America's Two Most Troubled Sectors: Health and Education
By now almost everyone knows that the U.S. has fallen badly behind other advanced nations in the kind of health care and education it delivers to its citizens. We spend twice as much per capita than most other countries on health care and don't get better outcomes as a result. We also spend twice as much per full-time equivalent student on higher education than other OECD countries, and 38 percent more on elementary and secondary education with disappointing results in terms of what students know at the end of the process, according to international assessments of learning.
What has been less recognized are some of the similarities between these two sectors that help to explain why they are not performing better. These include 1) fee for service instead of pay for performance, 2) low productivity, 3) third-party payment, and 4) entrenched institutional and professional interests that mitigate against change.
Some have advocated a pure market-based approach to each. In my view, although some greater market pressure might help, these solutions are neither realistic nor without their own flaws. These are both sectors where consumers are too poorly informed and societal costs and benefits too great to leave decision-making entirely in the hands of individuals. Moreover, health and education are arguably goods that should be available to everyone in a rich country with a commitment to equal opportunity. That said, there is no reason that well-regulated access to each needs to be so expensive.

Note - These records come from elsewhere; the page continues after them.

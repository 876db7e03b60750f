//! Line-delimited JSON file source.

use std::sync::Arc;

use arrow::datatypes::Schema;
use async_trait::async_trait;
use datafusion::datasource::file_format::json::JsonFormat;
use tracing::{info, instrument};

use super::{expand_globs, read_files, require_paths, TabularSource};
use crate::context::ProfilerContextConfig;
use crate::error::Result;
use crate::table::TabularTable;

/// Options for configuring JSON file reading.
#[derive(Debug, Clone)]
pub struct JsonOptions {
    /// Schema to use (if None, will be inferred)
    pub schema: Option<Arc<Schema>>,
    /// Maximum records to read for schema inference
    pub schema_infer_max_records: usize,
}

impl Default for JsonOptions {
    fn default() -> Self {
        Self {
            schema: None,
            schema_infer_max_records: 1000,
        }
    }
}

/// Reads files holding one JSON object per line (`.json`, `.jsonl`,
/// `.ndjson`). Keys missing from a record read as null.
#[derive(Debug, Clone)]
pub struct JsonSource {
    paths: Vec<String>,
    options: JsonOptions,
    context: ProfilerContextConfig,
}

impl JsonSource {
    pub fn new(path: impl Into<String>) -> Result<Self> {
        Self::with_options(path, JsonOptions::default())
    }

    pub fn with_options(path: impl Into<String>, options: JsonOptions) -> Result<Self> {
        Ok(Self {
            paths: vec![path.into()],
            options,
            context: ProfilerContextConfig::default(),
        })
    }

    pub fn from_paths(paths: Vec<String>) -> Result<Self> {
        Ok(Self {
            paths: require_paths(paths)?,
            options: JsonOptions::default(),
            context: ProfilerContextConfig::default(),
        })
    }

    pub async fn from_glob(pattern: impl Into<String>) -> Result<Self> {
        let paths = expand_globs(&[pattern.into()]).await?;
        Self::from_paths(paths)
    }

    pub async fn from_globs(patterns: Vec<String>) -> Result<Self> {
        let paths = expand_globs(&patterns).await?;
        Self::from_paths(paths)
    }

    pub fn with_custom_options(mut self, options: JsonOptions) -> Self {
        self.options = options;
        self
    }

    pub fn with_context_config(mut self, context: ProfilerContextConfig) -> Self {
        self.context = context;
        self
    }
}

#[async_trait]
impl TabularSource for JsonSource {
    #[instrument(skip(self), fields(source.type = "json", source.files = self.paths.len()))]
    async fn get_table(&self) -> Result<TabularTable> {
        let ctx = self.context.build_session();
        let format =
            JsonFormat::default().with_schema_infer_max_rec(self.options.schema_infer_max_records);
        let table = read_files(
            &ctx,
            "json",
            &self.paths,
            Arc::new(format),
            self.options.schema.clone(),
        )
        .await?;
        info!(rows = table.num_rows(), "Loaded JSON source");
        Ok(table)
    }

    fn description(&self) -> String {
        if self.paths.len() == 1 {
            format!("JSON file: {}", self.paths[0])
        } else {
            format!("JSON files: {} files", self.paths.len())
        }
    }
}

#[cfg(test)]
mod tests {
    use super::*;
    use std::io::Write;

    #[tokio::test]
    async fn test_ndjson_missing_keys_read_as_null() {
        let mut file = tempfile::Builder::new()
            .suffix(".jsonl")
            .tempfile()
            .unwrap();
        writeln!(file, r#"{{"id": 1, "client_notes": "Called about card"}}"#).unwrap();
        writeln!(file, r#"{{"id": 2}}"#).unwrap();
        file.flush().unwrap();

        let source = JsonSource::new(file.path().to_str().unwrap()).unwrap();
        let table = source.get_table().await.unwrap();

        assert_eq!(table.num_rows(), 2);
        assert_eq!(
            table.text_column("client_notes").unwrap(),
            vec![Some("Called about card".to_string()), None]
        );
    }

    #[test]
    fn test_json_source_description() {
        let source = JsonSource::new("notes.jsonl").unwrap();
        assert_eq!(source.description(), "JSON file: notes.jsonl");
        let source = JsonSource::from_paths(vec!["a.json".into(), "b.json".into()]).unwrap();
        assert_eq!(source.description(), "JSON files: 2 files");
    }
}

In both sectors, providers are paid based on what they deliver and not on the outcomes they produce. In education, teachers and professors are paid based on hours spent in the classroom and not based on what their students learn and in health care, providers are paid based on treatments prescribed and not on whether patients get well. The good news is that in both sectors there is an ongoing effort to link pay more closely to outcomes achieved, whether in accountable care organizations or in new ways of paying teachers based on the learning gains achieved by their students.
In addition, both sectors are labor intensive and have been largely by-passed by the technological and organizational advances that have made manufacturing, retail trade, and other sectors of American society so productive. Put differently, both sectors have been plagued by what economists call "the cost disease" - steadily rising costs necessitated by the failure of productivity in these sectors to advance as rapidly as in other sectors of the economy. The response to the cost disease must be to find cost-reducing technological solutions such as the use of generic drugs or para-professionals in health care and online learning in education.
The problem of rising costs is exacerbated by the fact that consumers are largely unaware of how much their education or health care is costing and thus less likely to shop wisely. Much of the problem is related to asymmetries of information -- the fact that consumers are much less well-informed than the experts or those providing services, but some of it is related to the fact that consumers are insulated from the costs by government subsidies or insurance policies that pay for much or all of what they consume.
Another reason it is so difficult to improve these two sectors is the power of existing institutions and the people who work in them to retain the status quo. Whether it is public school teachers fighting new compensation schemes tied to performance or university professors resisting the replacement of lectures with online courses or doctors preventing nurses from providing more patient care or pharmaceutical companies trying to maintain high profits with marginally better new drugs, the consumer is the ultimate loser.
Another reason for the status quo is the dedication to maintaining access to both education and health care even when that access raises costs without actually helping its intended beneficiaries. Community colleges have provided broad access to higher education but 70 percent of students in this system fail to get a degree, a certificate, or transfer to a four-year institution within six years. Medicaid and Medicare have provided access to health care for millions of low-income and elderly households, but too many of them are receiving treatments with little or no evidence of effectiveness or are making lifestyle choices inconsistent with good health. Access to both higher education and to subsidized health care should be preserved or even expanded but it may be time to consider new ways of conditioning that access on individual behavior. Students don't learn unless they are engaged in the process and patients don't get well unless they comply with a treatment plan.
These two sectors now represent one quarter of the economy. Other advanced nations spend less and get more for their money. It is time for both voters and their elected representatives to recognize that without the kind of innovation that has made other sectors strong, the United States is doomed to become a second class nation. Health care and education are vital not only to the well-being of individuals but also to the strength of the nation. A little creative destruction in these two sectors might serve us well.